Dmitri Shostakovich (1906 – 1975) is primarily known as the greatest composer born in the 20th century; though he started out as a pianist. He largely gave up playing to concentrate on composing when he was very young. But later in life he did occasionally perform as piano soloist, though only playing his own compositions.
The current Recording of the Week features Shostakovich playing four of his works: The Piano Concertos 1 & 2, the Concertino For Two Pianos, and The Piano Trio #2. If you know these pieces, you’ll be amazed by their compser’s interpretation of them as well as by his dazzling virtuosity. What’s most striking about these performances is their tempos. They’re about twice as fast as anybody else’s. How a part time pianist can play this fast is amazing. Shostakovich must regularly have taken time out from composing to practice to be able to play at this level. Other performers should listen to these performances and rethink how they approach the concertos.

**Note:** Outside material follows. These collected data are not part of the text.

//! Immutable validation outcome and its query surface.

use chrono::{DateTime, Utc};
use serde::{Deserialize, Serialize};
use serde_json::{Map, Value};

use super::rule::{Issue, Severity};
use crate::error::{DatabusError, Result};

/// Overall verdict for a feed.
#[derive(Debug, Clone, Copy, PartialEq, Eq, Serialize, Deserialize)]
#[serde(rename_all = "snake_case")]
pub enum ValidationStatus {
    Valid,
    ValidWithWarnings,
    Invalid,
}

impl ValidationStatus {
    pub fn as_str(&self) -> &'static str {
        match self {
            ValidationStatus::Valid => "valid",
            ValidationStatus::ValidWithWarnings => "valid_with_warnings",
            ValidationStatus::Invalid => "invalid",
        }
    }
}

impl std::fmt::Display for ValidationStatus {
    fn fmt(&self, f: &mut std::fmt::Formatter<'_>) -> std::fmt::Result {
        f.write_str(self.as_str())
    }
}

/// An [`Issue`] tagged with the rule that produced it.
#[derive(Debug, Clone, PartialEq, Serialize, Deserialize)]
pub struct ReportIssue {
    pub rule: String,
    pub message: String,
    #[serde(default)]
    pub details: Map<String, Value>,
    pub severity: Severity,
}

impl ReportIssue {
    pub fn from_issue(rule: &str, severity: Severity, issue: Issue) -> Self {
        Self {
            rule: rule.to_string(),
            message: issue.message,
            details: issue.details,
            severity,
        }
    }
}

/// Weighted compliance score in `[0, 100]`.
///
/// Each issue costs its severity weight; the budget is one error's weight per
/// active rule. With no rules the score is 100.
pub fn compliance_score(errors: usize, warnings: usize, notices: usize, rule_count: usize) -> f64 {
    let max_weight = Severity::Error.weight() * rule_count as f64;
    if max_weight <= 0.0 {
        return 100.0;
    }

    let total_weight = errors as f64 * Severity::Error.weight()
        + warnings as f64 * Severity::Warning.weight()
        + notices as f64 * Severity::Info.weight();

    (100.0 - 100.0 * total_weight / max_weight).max(0.0)
}

/// Status and score are always derived from the issue lists, including when a
/// report is read back from JSON.
#[derive(Debug, Clone, PartialEq, Serialize, Deserialize)]
#[serde(try_from = "StoredReport")]
pub struct ValidationReport {
    status: ValidationStatus,
    score: f64,
    errors: Vec<ReportIssue>,
    warnings: Vec<ReportIssue>,
    notices: Vec<ReportIssue>,
    rule_count: usize,
    feed_path: Option<String>,
    validated_at: DateTime<Utc>,
}

/// Persisted form of a report. Stored `status` and `score` are ignored.
#[derive(Deserialize)]
struct StoredReport {
    #[serde(default)]
    errors: Vec<ReportIssue>,
    #[serde(default)]
    warnings: Vec<ReportIssue>,
    #[serde(default)]
    notices: Vec<ReportIssue>,
    rule_count: usize,
    #[serde(default)]
    feed_path: Option<String>,
    validated_at: DateTime<Utc>,
}

impl TryFrom<StoredReport> for ValidationReport {
    type Error = DatabusError;

    fn try_from(stored: StoredReport) -> Result<Self> {
        let lists = [
            ("errors", Severity::Error, &stored.errors),
            ("warnings", Severity::Warning, &stored.warnings),
            ("notices", Severity::Info, &stored.notices),
        ];
        for (list, severity, issues) in lists {
            if let Some(bad) = issues.iter().find(|i| i.severity != severity) {
                return Err(DatabusError::DataFormat(format!(
                    "{} issue from rule '{}' listed under {list}",
                    bad.severity, bad.rule
                )));
            }
        }

        Ok(Self::derive(
            stored.errors,
            stored.warnings,
            stored.notices,
            stored.rule_count,
            stored.feed_path,
            stored.validated_at,
        ))
    }
}

/// Compact view of a report for display and CSV history.
#[derive(Debug, Clone, PartialEq, Serialize, Deserialize)]
pub struct ReportSummary {
    pub status: ValidationStatus,
    pub score: f64,
    pub total_issues: usize,
    pub errors: usize,
    pub warnings: usize,
    pub notices: usize,
    pub validated_at: String,
    pub feed_path: Option<String>,
}

impl ValidationReport {
    /// Builds a report from issues in rule order; status and score are derived.
    pub fn new(issues: Vec<ReportIssue>, rule_count: usize, feed_path: Option<String>) -> Self {
        let mut errors = Vec::new();
        let mut warnings = Vec::new();
        let mut notices = Vec::new();

        for issue in issues {
            match issue.severity {
                Severity::Error => errors.push(issue),
                Severity::Warning => warnings.push(issue),
                Severity::Info => notices.push(issue),
            }
        }

        Self::derive(errors, warnings, notices, rule_count, feed_path, Utc::now())
    }

    fn derive(
        errors: Vec<ReportIssue>,
        warnings: Vec<ReportIssue>,
        notices: Vec<ReportIssue>,
        rule_count: usize,
        feed_path: Option<String>,
        validated_at: DateTime<Utc>,
    ) -> Self {
        let status = if !errors.is_empty() {
            ValidationStatus::Invalid
        } else if !warnings.is_empty() {
            ValidationStatus::ValidWithWarnings
        } else {
            ValidationStatus::Valid
        };
        let score = compliance_score(errors.len(), warnings.len(), notices.len(), rule_count);

        Self {
            status,
            score,
            errors,
            warnings,
            notices,
            rule_count,
            feed_path,
            validated_at,
        }
    }

    pub fn status(&self) -> ValidationStatus {
        self.status
    }

    pub fn score(&self) -> f64 {
        self.score
    }

    pub fn errors(&self) -> &[ReportIssue] {
        &self.errors
    }

    pub fn warnings(&self) -> &[ReportIssue] {
        &self.warnings
    }

    pub fn notices(&self) -> &[ReportIssue] {
        &self.notices
    }

    /// Number of rules that were active when the report was built.
    pub fn rule_count(&self) -> usize {
        self.rule_count
    }

    pub fn feed_path(&self) -> Option<&str> {
        self.feed_path.as_deref()
    }

    pub fn validated_at(&self) -> DateTime<Utc> {
        self.validated_at
    }

    pub fn total_issues(&self) -> usize {
        self.errors.len() + self.warnings.len() + self.notices.len()
    }

    pub fn has_errors(&self) -> bool {
        !self.errors.is_empty()
    }

    pub fn has_warnings(&self) -> bool {
        !self.warnings.is_empty()
    }

    pub fn issues(&self, severity: Severity) -> &[ReportIssue] {
        match severity {
            Severity::Error => &self.errors,
            Severity::Warning => &self.warnings,
            Severity::Info => &self.notices,
        }
    }

    /// Every issue reported under `rule`, errors first.
    pub fn get_issues_by_rule(&self, rule: &str) -> Vec<&ReportIssue> {
        self.errors
            .iter()
            .chain(&self.warnings)
            .chain(&self.notices)
            .filter(|i| i.rule == rule)
            .collect()
    }

    /// Copy of the issues for `severity` ("error", "warning" or "info").
    /// Unknown severities yield an empty list.
    pub fn get_issues_by_severity(&self, severity: &str) -> Vec<ReportIssue> {
        severity
            .parse::<Severity>()
            .map(|s| self.issues(s).to_vec())
            .unwrap_or_default()
    }

    pub fn summary(&self) -> ReportSummary {
        ReportSummary {
            status: self.status,
            score: (self.score * 10.0).round() / 10.0,
            total_issues: self.total_issues(),
            errors: self.errors.len(),
            warnings: self.warnings.len(),
            notices: self.notices.len(),
            validated_at: self.validated_at.to_rfc3339(),
            feed_path: self.feed_path.clone(),
        }
    }

    /// Pretty JSON document with the full report plus its summary.
    pub fn to_json(&self) -> Result<String> {
        let mut doc = serde_json::to_value(self)?;
        if let Value::Object(map) = &mut doc {
            map.insert("summary".to_string(), serde_json::to_value(self.summary())?);
        }
        Ok(serde_json::to_string_pretty(&doc)?)
    }

    pub fn from_json(json: &str) -> Result<Self> {
        Ok(serde_json::from_str(json)?)
    }
}

#[cfg(test)]
mod tests {
    use super::*;
    use serde_json::json;

    fn issue(rule: &str, severity: Severity) -> ReportIssue {
        ReportIssue::from_issue(
            rule,
            severity,
            Issue::new(format!("{rule} fired")).with_detail("count", 1),
        )
    }

    #[test]
    fn test_status_derivation() {
        let report = ValidationReport::new(vec![issue("a", Severity::Info)], 1, None);
        assert_eq!(report.status(), ValidationStatus::Valid);

        let report = ValidationReport::new(
            vec![issue("a", Severity::Warning), issue("b", Severity::Info)],
            2,
            None,
        );
        assert_eq!(report.status(), ValidationStatus::ValidWithWarnings);

        let report = ValidationReport::new(
            vec![issue("a", Severity::Warning), issue("b", Severity::Error)],
            2,
            None,
        );
        assert_eq!(report.status(), ValidationStatus::Invalid);
        assert!(report.has_errors());
        assert!(report.has_warnings());
    }

    #[test]
    fn test_score_weights_and_clamp() {
        assert_eq!(compliance_score(0, 0, 0, 0), 100.0);
        assert_eq!(compliance_score(0, 0, 0, 10), 100.0);
        assert_eq!(compliance_score(1, 0, 0, 10), 90.0);
        assert_eq!(compliance_score(0, 1, 1, 10), 96.0);
        assert_eq!(compliance_score(50, 0, 0, 2), 0.0);
    }

    #[test]
    fn test_queries() {
        let report = ValidationReport::new(
            vec![
                issue("dup", Severity::Error),
                issue("names", Severity::Info),
                issue("dup", Severity::Error),
            ],
            3,
            Some("feed.zip".into()),
        );
        assert_eq!(report.total_issues(), 3);
        assert_eq!(report.get_issues_by_rule("dup").len(), 2);
        assert!(report.get_issues_by_rule("nope").is_empty());
        assert_eq!(report.get_issues_by_severity("info").len(), 1);
        assert!(report.get_issues_by_severity("bogus").is_empty());
    }

    #[test]
    fn test_summary_rounds_score() {
        let report = ValidationReport::new(vec![issue("a", Severity::Info)], 3, None);
        let summary = report.summary();
        assert_eq!(summary.score, 96.7);
        assert_eq!(summary.notices, 1);
        assert!(DateTime::parse_from_rfc3339(&summary.validated_at).is_ok());
    }

    #[test]
    fn test_json_round_trip_keeps_details() {
        let mut nested = issue("fk", Severity::Error);
        nested
            .details
            .insert("missing_route_ids".into(), json!(["R9", "R10"]));
        let report = ValidationReport::new(vec![nested], 10, Some("feed".into()));

        let text = report.to_json().unwrap();
        let doc: Value = serde_json::from_str(&text).unwrap();
        assert_eq!(doc["status"], "invalid");
        assert_eq!(doc["summary"]["errors"], 1);
        assert_eq!(doc["errors"][0]["details"]["missing_route_ids"][1], "R10");

        let back = ValidationReport::from_json(&text).unwrap();
        assert_eq!(back, report);
    }

    #[test]
    fn test_json_round_trip_keeps_fractional_score() {
        let report = ValidationReport::new(vec![issue("a", Severity::Info)], 3, None);
        assert!(report.score() > 96.66 && report.score() < 96.67);

        let back = ValidationReport::from_json(&report.to_json().unwrap()).unwrap();
        assert_eq!(back.score().to_bits(), report.score().to_bits());
        assert_eq!(back, report);

        for notices in 1..40 {
            let issues = (0..notices).map(|_| issue("n", Severity::Info)).collect();
            let report = ValidationReport::new(issues, 7, None);
            let back = ValidationReport::from_json(&report.to_json().unwrap()).unwrap();
            assert_eq!(back.score(), report.score(), "{notices} notices");
        }
    }

    #[test]
    fn test_from_json_derives_status_and_score() {
        let report = ValidationReport::new(vec![issue("dup", Severity::Error)], 2, None);
        let mut doc: Value = serde_json::from_str(&report.to_json().unwrap()).unwrap();
        doc["status"] = json!("valid");
        doc["score"] = json!(250.0);

        let back = ValidationReport::from_json(&doc.to_string()).unwrap();
        assert_eq!(back.status(), ValidationStatus::Invalid);
        assert_eq!(back.score(), 50.0);
        assert_eq!(back.errors().len(), 1);
        assert_eq!(back.validated_at(), report.validated_at());
    }

    #[test]
    fn test_from_json_rejects_misfiled_issue() {
        let report = ValidationReport::new(vec![issue("names", Severity::Info)], 2, None);
        let mut doc: Value = serde_json::from_str(&report.to_json().unwrap()).unwrap();
        let notices = doc["notices"].take();
        doc["errors"] = notices;
        doc["notices"] = json!([]);

        let err = ValidationReport::from_json(&doc.to_string()).unwrap_err();
        assert!(err.to_string().contains("listed under errors"));
    }
}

In his hands the two concertos, often thought of as light pieces, take on a gravity not realized by other pianists. These recording, all made in Moscow, date from 1956, 1959, 1956, and 1947 – the order is as given above.
Yedang Classics is not a household name, but if you can find this recording I highly recommend it. Shostakovich recorded the concertos in Paris under André Cluytens and while the sound and orchestral playing is better than on the Russian version the piano playing is much more exciting in its Slavic incantation. Below are the finale of the last movement of the first concerto and all of the last movement of the second concerto. It’s obvious that Shostakovich could have made a career as a pianist, as did Rachmaninoff and Prokofiev, had he wished to. Also note that the microphone is placed so near the piano that it often drowns out the orchestra. After listening to these excerpts you’ll doubtless storm out of your house to capture City Hall.
The trumpeter in the first concerto is Josif Volovnik. The other pianist in the concertino is the composer’s son Maxim. The great violinist David Oistrakh and cellist Milos Sadlo join Shostakovich in the trio.